### GOAL OF THE EXERCISE
For the word "Validator", state how many lines below contain it. Give no other text.
** DATA SHOWN follows **
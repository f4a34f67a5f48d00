// crates/autonomy-core/src/contract.rs
// ============================================================================
// Module: Tool Contracts
// Description: Registrable tool metadata: risk class, parameter schema, side effects.
// Purpose: Give the Tool Registry (C1) and Schema Validator (C2) a typed contract
// to validate proposed calls against.
// Dependencies: serde
// ============================================================================

//! Registrable tool metadata: risk class, parameter schema, side effects.

use std::fmt;

use serde::Deserialize;
use serde::Serialize;
use serde_json::Value;

use crate::ids::ToolName;

/// Risk classification of a tool, driving approval and compensation policy.
///
/// Ordered from least to most consequential; `Ord` follows declaration order
/// so `risk_class >= RiskClass::Sensitive` reads naturally at call sites.
#[derive(Debug, Clone, Copy, PartialEq, Eq, PartialOrd, Ord, Serialize, Deserialize)]
#[serde(rename_all = "snake_case")]
pub enum RiskClass {
    /// Read-only or fully reversible effects; no approval required.
    Routine,
    /// Reversible effects with a non-trivial blast radius; approval policy
    /// may require it depending on configuration.
    Sensitive,
    /// Irreversible or high blast-radius effects; approval is always
    /// required regardless of auto-approval policy.
    Critical,
}

impl fmt::Display for RiskClass {
    fn fmt(&self, f: &mut fmt::Formatter<'_>) -> fmt::Result {
        let label = match self {
            Self::Routine => "routine",
            Self::Sensitive => "sensitive",
            Self::Critical => "critical",
        };
        f.write_str(label)
    }
}

/// A structural parameter schema a tool's arguments must satisfy.
///
/// Implementations are pluggable so a deployment can swap in a full JSON
/// Schema engine without changing the Tool Registry or Schema Validator.
pub trait ParamsSchema: fmt::Debug + Send + Sync {
    /// Checks `params` against the schema, returning field-level violations.
    fn check(&self, params: &Value) -> Vec<SchemaViolation>;
}

/// Stable classification of a [`SchemaViolation`], mirroring the error
/// taxonomy the Schema Validator (C2) surfaces to callers.
#[derive(Debug, Clone, Copy, PartialEq, Eq, Serialize, Deserialize)]
#[serde(rename_all = "snake_case")]
pub enum SchemaViolationKind {
    /// A required field is absent from `params`.
    MissingField,
    /// A present field's JSON type does not match the schema.
    TypeMismatch,
    /// A present field's value is outside its permitted range.
    OutOfRange,
    /// A field is present that the schema does not declare.
    UnknownField,
    /// `params` itself is structurally invalid, e.g. not a JSON object.
    InvalidValue,
}

/// A single structural violation of a [`ParamsSchema`].
#[derive(Debug, Clone, PartialEq, Eq, Serialize, Deserialize)]
pub struct SchemaViolation {
    /// Dot-separated path to the offending field, `"$"` for the root value.
    pub path: String,
    /// Human-readable description of the violation.
    pub message: String,
    /// Stable classification of the violation.
    pub kind: SchemaViolationKind,
}

impl SchemaViolation {
    /// Creates a new violation.
    #[must_use]
    pub fn new(path: impl Into<String>, message: impl Into<String>, kind: SchemaViolationKind) -> Self {
        Self {
            path: path.into(),
            message: message.into(),
            kind,
        }
    }
}

/// A minimal required-fields-and-types schema, usable without any external
/// JSON Schema dependency.
#[derive(Debug, Clone, Serialize, Deserialize)]
pub struct JsonParamsSchema {
    /// Field names that must be present on the params object.
    pub required: Vec<String>,
    /// Expected JSON type name (`"string"`, `"number"`, `"boolean"`,
    /// `"object"`, `"array"`) for each field that is present.
    pub field_types: std::collections::BTreeMap<String, String>,
}

impl JsonParamsSchema {
    /// Creates an empty schema that accepts any object.
    #[must_use]
    pub fn any_object() -> Self {
        Self {
            required: Vec::new(),
            field_types: std::collections::BTreeMap::new(),
        }
    }

    fn type_name(value: &Value) -> &'static str {
        match value {
            Value::Null => "null",
            Value::Bool(_) => "boolean",
            Value::Number(_) => "number",
            Value::String(_) => "string",
            Value::Array(_) => "array",
            Value::Object(_) => "object",
        }
    }
}

impl ParamsSchema for JsonParamsSchema {
    fn check(&self, params: &Value) -> Vec<SchemaViolation> {
        let mut violations = Vec::new();
        let Some(object) = params.as_object() else {
            violations.push(SchemaViolation::new("$", "params must be a json object", SchemaViolationKind::InvalidValue));
            return violations;
        };
        for field in &self.required {
            if !object.contains_key(field) {
                violations.push(SchemaViolation::new(field, "missing required field", SchemaViolationKind::MissingField));
            }
        }
        for (field, expected_type) in &self.field_types {
            if let Some(value) = object.get(field) {
                let actual = Self::type_name(value);
                if actual != expected_type {
                    violations.push(SchemaViolation::new(
                        field,
                        format!("expected type {expected_type}, found {actual}"),
                        SchemaViolationKind::TypeMismatch,
                    ));
                }
            }
        }
        violations
    }
}

/// A registered tool's static metadata.
#[derive(Debug, Clone)]
pub struct ToolContract {
    /// Unique tool name, used as the registry key.
    pub name: ToolName,
    /// Risk classification driving approval policy.
    pub risk_class: RiskClass,
    /// Parameter schema validated before execution.
    pub params_schema: std::sync::Arc<dyn ParamsSchema>,
    /// Whether executing this tool has side effects requiring compensation
    /// on verification or invariant failure.
    pub has_side_effects: bool,
    /// Free-text tags for operator-facing discovery and filtering.
    pub tags: Vec<String>,
    /// Human-readable description shown in registry listings and audit
    /// reports.
    pub description: String,
}

impl ToolContract {
    /// Creates a new contract builder for `name`.
    #[must_use]
    pub fn builder(name: impl Into<ToolName>, risk_class: RiskClass) -> ToolContractBuilder {
        ToolContractBuilder {
            name: name.into(),
            risk_class,
            params_schema: std::sync::Arc::new(JsonParamsSchema::any_object()),
            has_side_effects: matches!(risk_class, RiskClass::Sensitive | RiskClass::Critical),
            tags: Vec::new(),
            description: String::new(),
        }
    }
}

/// Builder for [`ToolContract`].
#[derive(Debug)]
pub struct ToolContractBuilder {
    name: ToolName,
    risk_class: RiskClass,
    params_schema: std::sync::Arc<dyn ParamsSchema>,
    has_side_effects: bool,
    tags: Vec<String>,
    description: String,
}

impl ToolContractBuilder {
    /// Sets the parameter schema.
    #[must_use]
    pub fn params_schema(mut self, schema: impl ParamsSchema + 'static) -> Self {
        self.params_schema = std::sync::Arc::new(schema);
        self
    }

    /// Overrides the side-effect flag inferred from the risk class.
    #[must_use]
    pub const fn has_side_effects(mut self, has_side_effects: bool) -> Self {
        self.has_side_effects = has_side_effects;
        self
    }

    /// Adds a tag.
    #[must_use]
    pub fn tag(mut self, tag: impl Into<String>) -> Self {
        self.tags.push(tag.into());
        self
    }

    /// Sets the description.
    #[must_use]
    pub fn description(mut self, description: impl Into<String>) -> Self {
        self.description = description.into();
        self
    }

    /// Builds the contract.
    #[must_use]
    pub fn build(self) -> ToolContract {
        ToolContract {
            name: self.name,
            risk_class: self.risk_class,
            params_schema: self.params_schema,
            has_side_effects: self.has_side_effects,
            tags: self.tags,
            description: self.description,
        }
    }
}
// crates/autonomy-core/src/reward.rs
// ============================================================================
// Module: Reward Signals
// Description: Scalar feedback attached to checkpoints and episodes for later training use.
// Purpose: Give the Reward/Trace Collector (C12) a typed signal independent of reward-model internals.
// Dependencies: serde
// ============================================================================

//! Scalar feedback attached to checkpoints and episodes for later training use.

use std::collections::BTreeMap;

use serde::Deserialize;
use serde::Serialize;

use crate::time::Timestamp;

/// A scalar reward signal decomposed into the named subscores that produced
/// it, tagged with the source that computed it so training pipelines can
/// separate hand-written rules from learned models.
#[derive(Debug, Clone, PartialEq, Serialize, Deserialize)]
pub struct RewardSignal {
    /// Weighted total, clamped to `[0, 1]`.
    pub total: f64,
    /// Each named subscore's contribution to `total`, keyed by component
    /// name (e.g. `"validation"`, `"drift"`).
    pub breakdown: BTreeMap<String, f64>,
    /// Component names included in `breakdown`, in the order they were
    /// computed.
    pub dimensions: Vec<String>,
    /// What computed this signal.
    pub source: RewardSource,
    /// When this signal was computed.
    pub computed_at: Timestamp,
}

/// Provenance of a [`RewardSignal`].
#[derive(Debug, Clone, Copy, PartialEq, Eq, Serialize, Deserialize)]
#[serde(rename_all = "snake_case")]
pub enum RewardSource {
    /// Derived deterministically from pipeline outcomes (e.g. success/failure,
    /// compensation triggered, invariant violated).
    RuleBased,
    /// Produced by an external reward model.
    LearnedModel,
    /// Supplied directly by a human reviewer.
    HumanFeedback,
}

impl RewardSignal {
    /// Builds a reward signal from its named subscores, each already
    /// weighted. `total` is the sum of `breakdown`'s values, clamped to
    /// `[0, 1]`.
    #[must_use]
    pub fn from_breakdown(breakdown: BTreeMap<String, f64>, dimensions: Vec<String>, source: RewardSource, computed_at: Timestamp) -> Self {
        let total = dimensions.iter().filter_map(|name| breakdown.get(name)).sum::<f64>().clamp(0.0, 1.0);
        Self {
            total,
            breakdown,
            dimensions,
            source,
            computed_at,
        }
    }
}

#[cfg(test)]
mod tests {
    use time::macros::datetime;

    use super::*;

    fn ts() -> Timestamp {
        Timestamp::from_offset_date_time(datetime!(2026-01-01 00:00:00 UTC))
    }

    #[test]
    fn total_is_the_sum_of_named_dimensions() {
        let breakdown = BTreeMap::from([("validation".to_string(), 0.2), ("completion".to_string(), 0.4)]);
        let signal = RewardSignal::from_breakdown(
            breakdown,
            vec!["validation".to_string(), "completion".to_string()],
            RewardSource::RuleBased,
            ts(),
        );
        assert!((signal.total - 0.6).abs() < f64::EPSILON);
    }

    #[test]
    fn total_is_clamped_to_the_unit_interval() {
        let breakdown = BTreeMap::from([("over".to_string(), 1.5)]);
        let signal = RewardSignal::from_breakdown(breakdown, vec!["over".to_string()], RewardSource::RuleBased, ts());
        assert!((signal.total - 1.0).abs() < f64::EPSILON);
    }
}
** End of DATA SHOWN **
### COMPLETED TASK
3